Pamela Jaye Smith: Both of the gentlemen make very good points there, so I’m going to approach it from a slightly different angle, which is mythology – the basis of very good stories. Myths are the stories we tell ourselves to explain the world around us and within us.  As artists, you naturally tap up into that collective unconscious and start bringing it down (that’s the art part), and then what we can all work on is the craft of it. Presumably you are all here because you have tapped into that huge overshadowing world story (what’s often-called ‘the raincloud of knowable things’ ) and you bring it down and tell the same stories we’ve been telling each other for thousands of years but with your unique individual perspective.

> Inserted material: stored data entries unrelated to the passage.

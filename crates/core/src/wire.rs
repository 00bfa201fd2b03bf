//! JSON payloads exchanged with the authority.
//!
//! Field names are camelCase on the wire. Timestamps are RFC 3339.

use chrono::{DateTime, Utc};
use serde::{Deserialize, Serialize};

use crate::release::ReleaseReason;
use crate::state::{ReservationState, ReserveDetails};
use crate::status::ReservationStatus;

// ---------------------------------------------------------------------------
// Outgoing
// ---------------------------------------------------------------------------

/// Body of `POST /api/v1/devices/status`.
#[derive(Debug, Clone, PartialEq, Eq, Serialize, Deserialize)]
#[serde(rename_all = "camelCase")]
pub struct StatusReport {
    pub resource_id: String,
    pub status: ReservationStatus,
    pub timestamp: DateTime<Utc>,
    /// `true` until the authority has acknowledged a push from this agent.
    pub first_connection: bool,
    pub reserved_at: Option<DateTime<Utc>>,
    pub predicted_end_time: Option<DateTime<Utc>>,
}

impl StatusReport {
    pub fn from_state(resource_id: &str, state: &ReservationState, now: DateTime<Utc>) -> Self {
        Self {
            resource_id: resource_id.to_string(),
            status: state.status(),
            timestamp: now,
            first_connection: !state.first_connection_done(),
            reserved_at: state.reserved_at(),
            predicted_end_time: state.predicted_end_time(),
        }
    }
}

/// Body of `POST /api/v1/devices/{resourceId}/auto-release`.
#[derive(Debug, Clone, PartialEq, Eq, Serialize, Deserialize)]
pub struct AutoReleaseNotice {
    pub timestamp: DateTime<Utc>,
    pub reason: ReleaseReason,
}

// ---------------------------------------------------------------------------
// Incoming
// ---------------------------------------------------------------------------

/// Response of `GET /api/v1/devices/{resourceId}/status`.
#[derive(Debug, Clone, PartialEq, Eq, Serialize, Deserialize)]
#[serde(rename_all = "camelCase")]
pub struct RemoteStatus {
    #[serde(default)]
    pub resource_id: Option<String>,
    pub status: ReservationStatus,
    #[serde(default)]
    pub reserve_details: Option<RemoteReserveDetails>,
}

/// Active reservation as the authority describes it.
#[derive(Debug, Clone, PartialEq, Eq, Serialize, Deserialize)]
#[serde(rename_all = "camelCase")]
pub struct RemoteReserveDetails {
    #[serde(default)]
    pub user_id: Option<String>,
    #[serde(default)]
    pub start_time: Option<DateTime<Utc>>,
    #[serde(default)]
    pub predicted_end_time: Option<DateTime<Utc>>,
}

impl RemoteStatus {
    /// Reservation details usable for a fold, if both timestamps are present.
    pub fn details(&self) -> Option<ReserveDetails> {
        let remote = self.reserve_details.as_ref()?;
        Some(ReserveDetails {
            start_time: remote.start_time?,
            predicted_end_time: remote.predicted_end_time?,
            reserved_by: remote.user_id.clone(),
        })
    }
}

/// The two command slots the authority exposes per resource.
#[derive(Debug, Clone, Copy, PartialEq, Eq)]
pub enum CommandKind {
    Reserve,
    Release,
}

impl CommandKind {
    /// Last path segment of the slot URL.
    pub fn path_segment(self) -> &'static str {
        match self {
            Self::Reserve => "reserve",
            Self::Release => "release",
        }
    }

    /// Value of the `command` field the slot is expected to carry.
    pub fn wire_name(self) -> &'static str {
        match self {
            Self::Reserve => "RESERVE",
            Self::Release => "RELEASE",
        }
    }
}

/// Response of `GET /api/v1/devices/{resourceId}/commands/{kind}`.
#[derive(Debug, Clone, PartialEq, Eq, Serialize, Deserialize)]
#[serde(rename_all = "camelCase")]
pub struct DeviceCommand {
    #[serde(default)]
    pub resource_id: Option<String>,
    pub command: String,
    #[serde(default)]
    pub message: Option<String>,
}

impl DeviceCommand {
    pub fn kind(&self) -> Option<CommandKind> {
        match self.command.as_str() {
            "RESERVE" => Some(CommandKind::Reserve),
            "RELEASE" => Some(CommandKind::Release),
            _ => None,
        }
    }
}

#[cfg(test)]
mod tests {
    use super::*;
    use chrono::Duration;

    #[test]
    fn status_report_uses_camel_case_and_null_timestamps() {
        let now = Utc::now();
        let report = StatusReport::from_state("lab-01", &ReservationState::new(), now);
        let json = serde_json::to_value(&report).unwrap();

        assert_eq!(json["resourceId"], "lab-01");
        assert_eq!(json["status"], "FREE");
        assert_eq!(json["firstConnection"], true);
        assert!(json["reservedAt"].is_null());
        assert!(json["predictedEndTime"].is_null());
    }

    #[test]
    fn first_connection_clears_after_a_push() {
        let mut state = ReservationState::new();
        state.mark_reported(Utc::now());
        let report = StatusReport::from_state("lab-01", &state, Utc::now());
        assert!(!report.first_connection);
    }

    #[test]
    fn remote_status_parses_reserve_details() {
        let body = r#"{
            "resourceId": "lab-01",
            "status": "RESERVED",
            "reserveDetails": {
                "userId": "alice",
                "startTime": "2026-01-01T10:00:00Z",
                "predictedEndTime": "2026-01-01T11:00:00Z"
            }
        }"#;
        let remote: RemoteStatus = serde_json::from_str(body).unwrap();
        let details = remote.details().unwrap();

        assert_eq!(remote.status, ReservationStatus::Reserved);
        assert_eq!(details.reserved_by.as_deref(), Some("alice"));
        assert_eq!(
            details.predicted_end_time - details.start_time,
            Duration::hours(1)
        );
    }

    #[test]
    fn remote_status_without_end_time_has_no_details() {
        let body = r#"{"status":"RESERVED","reserveDetails":{"startTime":"2026-01-01T10:00:00Z"}}"#;
        let remote: RemoteStatus = serde_json::from_str(body).unwrap();
        assert!(remote.details().is_none());
    }

    #[test]
    fn remote_status_rejects_unknown_status() {
        let parsed = serde_json::from_str::<RemoteStatus>(r#"{"status":"BUSY"}"#);
        assert!(parsed.is_err());
    }

    #[test]
    fn device_command_kind_is_exact() {
        let cmd: DeviceCommand = serde_json::from_str(
            r#"{"resourceId":"lab-01","command":"RESERVE","message":"Reserve this resource"}"#,
        )
        .unwrap();
        assert_eq!(cmd.kind(), Some(CommandKind::Reserve));

        let odd: DeviceCommand = serde_json::from_str(r#"{"command":"reserve"}"#).unwrap();
        assert_eq!(odd.kind(), None);
    }
}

Karl: One of the things that took me a long time to learn is why stories are so important in our lives. It all comes down to myth and Joseph Cambbell. If you study all the myths of the world you’ll realize that they all tell the same stories. And the reason for that is because stories have a bio-evolutionary purpose in our lives. We’re ingrained to really appreciate story to learn from story. Stories are like the owners’ manual to life. The reason we love stories is that there are owner’s manuals and how-to-manuals for everything, except for life. And stories kind of take that purpose, so when you go see a movie, unconsciously your body wants to learn something about life. About love, relationships, about how to solve problems.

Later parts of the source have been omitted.